[WORK REQUEST] The line containing "use std::sync::Arc;" marks the end: write out exactly every line from the first line of the data below through that line, and only those.

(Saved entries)

//! Scripted providers shared by the integration tests.
//!
//! One completion double serves every LLM call site by branching on the
//! JSON schema embedded in each prompt: the need-search assessment asks
//! for `"need_search"`, query synthesis for `"queries"`, and the
//! sufficiency judgment for `"insufficient"`. Anything else is either a
//! note-summarization fragment or the final generation.

use std::sync::Arc;
use std::sync::atomic::{AtomicU32, AtomicUsize, Ordering};
use std::time::Duration;

use async_trait::async_trait;
use futures_util::stream::BoxStream;
use pagesage::llm::CompletionProvider;
use pagesage::provider::ProviderError;
use pagesage::search::{SearchHit, SearchProvider, SearchRequest};

pub struct ScriptedCompletion {
    /// Final answer text for plain generation prompts.
    pub answer: String,
    /// Need-search verdict handed to the planner.
    pub need_search: bool,
    /// Queries handed back from query synthesis.
    pub queries: Vec<String>,
    /// How many sufficiency judgments should come back "insufficient".
    pub insufficient_budget: AtomicU32,
    /// Query suggested alongside an "insufficient" judgment.
    pub refined_query: String,
    pub generations: AtomicUsize,
}

impl ScriptedCompletion {
    pub fn answering(answer: &str) -> Self {
        Self {
            answer: answer.to_string(),
            need_search: false,
            queries: Vec::new(),
            insufficient_budget: AtomicU32::new(0),
            refined_query: "refined query".to_string(),
            generations: AtomicUsize::new(0),
        }
    }

    pub fn searching(answer: &str, queries: &[&str]) -> Self {
        Self {
            need_search: true,
            queries: queries.iter().map(|q| q.to_string()).collect(),
            ..Self::answering(answer)
        }
    }
}

#[async_trait]
impl CompletionProvider for ScriptedCompletion {
    async fn complete(&self, prompt: &str) -> Result<String, ProviderError> {
        if prompt.contains("\"need_search\"") {
            return Ok(format!(
                "{{\"need_search\": {}, \"search_query\": null, \"rationale\": \"scripted\"}}",
                self.need_search
            ));
        }
        if prompt.contains("\"insufficient\"") {
            let remaining = self
                .insufficient_budget
                .fetch_update(Ordering::SeqCst, Ordering::SeqCst, |n| n.checked_sub(1))
                .is_ok();
            return Ok(if remaining {
                format!(
                    "{{\"insufficient\": true, \"should_search\": true, \"search_query\": \"{}\"}}",
                    self.refined_query
                )
            } else {
                "{\"insufficient\": false, \"should_search\": false}".to_string()
            });
        }
        if prompt.contains("\"queries\"") {
            let list: Vec<String> = self.queries.iter().map(|q| format!("\"{q}\"")).collect();
            return Ok(format!("{{\"queries\": [{}]}}", list.join(", ")));
        }
        if prompt.contains("FRAGMENT") {
            return Ok("- key fact\n- released in 2021".to_string());
        }
        self.generations.fetch_add(1, Ordering::SeqCst);
        Ok(self.answer.clone())
    }

    fn complete_stream(&self, _prompt: &str) -> BoxStream<'static, Result<String, ProviderError>> {
        let answer = self.answer.clone();
        Box::pin(futures_util::stream::once(async move { Ok(answer) }))
    }

    async fn embed(&self, text: &str, _is_query: bool) -> Result<Vec<f32>, ProviderError> {
        let axis = (text.len() % 4) as usize;
        let mut vector = vec![0.0f32; 4];
        vector[axis] = 1.0;
        Ok(vector)
    }
}

/// Sleeps past any reasonable test timeout on every call.
pub struct SleepyCompletion {
    pub delay: Duration,
}

#[async_trait]
impl CompletionProvider for SleepyCompletion {
    async fn complete(&self, _prompt: &str) -> Result<String, ProviderError> {
        tokio::time::sleep(self.delay).await;
        Ok("too late".to_string())
    }

    fn complete_stream(&self, _prompt: &str) -> BoxStream<'static, Result<String, ProviderError>> {
        Box::pin(futures_util::stream::empty())
    }

    async fn embed(&self, _text: &str, _is_query: bool) -> Result<Vec<f32>, ProviderError> {
        tokio::time::sleep(self.delay).await;
        Ok(Vec::new())
    }
}

/// Fails every call, so generation degrades to an empty answer.
pub struct FailingCompletion;

#[async_trait]
impl CompletionProvider for FailingCompletion {
    async fn complete(&self, _prompt: &str) -> Result<String, ProviderError> {
        Err(ProviderError::Transport("connection refused".into()))
    }

    fn complete_stream(&self, _prompt: &str) -> BoxStream<'static, Result<String, ProviderError>> {
        Box::pin(futures_util::stream::once(async {
            Err(ProviderError::Transport("connection refused".into()))
        }))
    }

    async fn embed(&self, _text: &str, _is_query: bool) -> Result<Vec<f32>, ProviderError> {
        Err(ProviderError::Transport("connection refused".into()))
    }
}

/// Counting search double returning one fixed hit per query.
pub struct CountingSearch {
    pub searches: AtomicUsize,
    pub researches: AtomicUsize,
    /// When false, `search` returns an empty result set.
    pub productive: bool,
}

impl CountingSearch {
    pub fn productive() -> Arc<Self> {
        Arc::new(Self {
            searches: AtomicUsize::new(0),
            researches: AtomicUsize::new(0),
            productive: true,
        })
    }

    pub fn barren() -> Arc<Self> {
        Arc::new(Self {
            searches: AtomicUsize::new(0),
            researches: AtomicUsize::new(0),
            productive: false,
        })
    }
}

#[async_trait]
impl SearchProvider for CountingSearch {
    async fn search(&self, request: &SearchRequest) -> Result<Vec<SearchHit>, ProviderError> {
        self.searches.fetch_add(1, Ordering::SeqCst);
        if !self.productive {
            return Ok(Vec::new());
        }
        Ok(vec![SearchHit {
            title: format!("result for {}", request.query),
            url: "https://results.example/1".to_string(),
            snippet: "library X 9.9 was released".to_string(),
            ..Default::default()
        }])
    }

    async fn research(&self, _instructions: &str) -> Result<Vec<SearchHit>, ProviderError> {
        self.researches.fetch_add(1, Ordering::SeqCst);
        Ok(Vec::new())
    }
}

[YOUR SOLUTION]
//! Scripted providers shared by the integration tests.
//!
//! One completion double serves every LLM call site by branching on the
//! JSON schema embedded in each prompt: the need-search assessment asks
//! for `"need_search"`, query synthesis for `"queries"`, and the
//! sufficiency judgment for `"insufficient"`. Anything else is either a
//! note-summarization fragment or the final generation.

use std::sync::Arc;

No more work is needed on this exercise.